The lure went off with a pop and a puff of pink mist.
I glanced over at the de Cherville table, and saw Melusine slip
one foot out of her pump and run it up Hawkins’ trouser leg. He
colored.
Her father didn’t notice. Her mother–her step-mother, more likely–did, but didn’t care. To her, this was simply
what women did. I couldn’t help but notice what good legs Melusine
had.
"This will take a few minutes. While we’re waiting, I direct your
attention to Chef Rupert’s excellent pastries."
I faded back to polite applause, and began the round of table
hopping. A joke here, a word of praise there. It’s banana oil
makes the world go round.
When I got to the de Chervilles, Hawkins’ face was white.
"Sir!" He shot to his feet. "A word with you."
He almost dragged me away from the table.
When we were in private, he was so upset he was stuttering. "Th-that
young woman, w-wants me t-to . . ."
"I know what she wants," I said coolly. "She’s of legal age–make
your own decision."
"You don’t understand! I can’t possibly go back to that table." Hawkins was genuinely
anguished. I thought at first that he’d been hearing rumors, dark
hints about his future career. Somehow, though, that didn’t smell
right. There was something else going on here.
"All right," I said. "Slip out now. But I don’t like secrets.
Record a full explanation and leave it in my office. No evasions,
understand?"
"Yes, sir." A look of relief spread itself across his handsome
young face. "Thank you, sir."
He started to leave.
"Oh, and one more thing," I said casually, hating myself. "Don’t
go anywhere near your tent until the fund raiser’s broken up."
The de Chervilles weren’t exactly thrilled when I told them that
Hawkins had taken ill, and I’d be taking his place. But then I
took a tyrannosaur tooth from my pocket and gave it to Philippe.
It was just a shed–rexes drop a lot of teeth–but no need to mention
that.
"It looks sharp," Mrs. de Cherville said, with a touch of alarm.
"Serrated, too. You might want to ask your mother if you can use
it for a knife, next time you have steak," I suggested.
Which won him over completely. Kids are fickle. Philippe immediately
forgot all about Hawkins.
Melusine, however, did not. Eyes flashing with anger, she stood,
throwing her napkin to the floor. "I want to know," she began,
"just what you think you’re–"
Fortunately, that was when Satan arrived.

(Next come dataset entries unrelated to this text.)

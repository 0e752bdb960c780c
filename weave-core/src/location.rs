//! Locations of nodes.

use serde::{Deserialize, Serialize};
use std::fmt;

use crate::{NodeId, Path};

/// Identifies a node: always a path, optionally a stable identifier.
///
/// Two locations are equal only when both the path and the identifier match.
#[derive(Debug, Clone, PartialEq, Eq, Hash, Serialize, Deserialize)]
pub struct Location {
    path: Path,
    id: Option<NodeId>,
}

impl Location {
    pub fn new(path: Path) -> Self {
        Self { path, id: None }
    }

    pub fn root() -> Self {
        Self::new(Path::root())
    }

    /// Copy of this location carrying the given identifier.
    pub fn with_id(&self, id: NodeId) -> Self {
        Self {
            path: self.path.clone(),
            id: Some(id),
        }
    }

    /// Copy of this location at another path, keeping the identifier.
    pub fn with_path(&self, path: Path) -> Self {
        Self { path, id: self.id }
    }

    pub fn path(&self) -> &Path {
        &self.path
    }

    pub fn id(&self) -> Option<NodeId> {
        self.id
    }

    pub fn has_id(&self) -> bool {
        self.id.is_some()
    }
}

impl From<Path> for Location {
    fn from(path: Path) -> Self {
        Self::new(path)
    }
}

impl fmt::Display for Location {
    fn fmt(&self, f: &mut fmt::Formatter<'_>) -> fmt::Result {
        match self.id {
            Some(id) => write!(f, "{} [{}]", self.path, id),
            None => write!(f, "{}", self.path),
        }
    }
}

The tyrannosaur came running up the hillside at a speed you’d
have to be an experienced paleontologist to know was less than
optimal. Even a dying T. rex moves fast.
People gasped.
I took the microphone out of my pocket, and moved quickly to the
front of the room. "Folks, we just got lucky. I’d like to inform
those of you with tables by the window that the glass is rated
at twenty tons per square inch. You’re in no danger whatsoever.
But you are in for quite a show. Those who are in the rear might
want to get a little closer."
Young Philippe was off like a shot.
The creature was almost to us. "A tyrannosaur has a hyperacute
sense of smell," I reminded them. "When it scents blood, its brain
is overwhelmed. It goes into a feeding frenzy."
A few droplets of blood had spattered the window. Seeing us through
the glass, Satan leaped and tried to smash through it.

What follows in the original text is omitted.